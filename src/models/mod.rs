pub mod lecture;
pub mod topic;

pub use lecture::{CachedLecture, LectureDocument, ProgressCursor, Task, TaskStatus};
pub use topic::Topic;
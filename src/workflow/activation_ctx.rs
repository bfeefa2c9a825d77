//! 激活上下文
//!
//! 封装"这是第几次激活、主题是什么"这一信息

use std::fmt::Display;
use std::sync::atomic::{AtomicU64, Ordering};

use crate::models::Topic;

static NEXT_ACTIVATION: AtomicU64 = AtomicU64::new(1);

/// 激活上下文
#[derive(Debug, Clone)]
pub struct ActivationCtx {
    /// 激活编号（仅用于日志显示）
    pub activation_id: u64,

    pub topic: Topic,
}

impl ActivationCtx {
    /// 为一次新的激活分配编号
    pub fn next(topic: Topic) -> Self {
        Self {
            activation_id: NEXT_ACTIVATION.fetch_add(1, Ordering::Relaxed),
            topic,
        }
    }
}

impl Display for ActivationCtx {
    fn fmt(&self, f: &mut std::fmt::Formatter<'_>) -> std::fmt::Result {
        write!(f, "[激活 #{} 主题#{}]", self.activation_id, self.topic)
    }
}
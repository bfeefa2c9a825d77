pub mod lecture_cache;
pub mod remote;

pub use lecture_cache::{FileCache, LectureCache, MemoryCache};
pub use remote::{GenerateLectureRequest, GenerationService, PersistenceService, StoreLectureRequest};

Instructions for the task ->
From where "pub mod lecture_cache;" appears to the last line of the listing above, please write out every line exactly; leave out the rest.

Exercise response ->
pub mod lecture_cache;
pub mod remote;

pub use lecture_cache::{FileCache, LectureCache, MemoryCache};
pub use remote::{GenerateLectureRequest, GenerationService, PersistenceService, StoreLectureRequest};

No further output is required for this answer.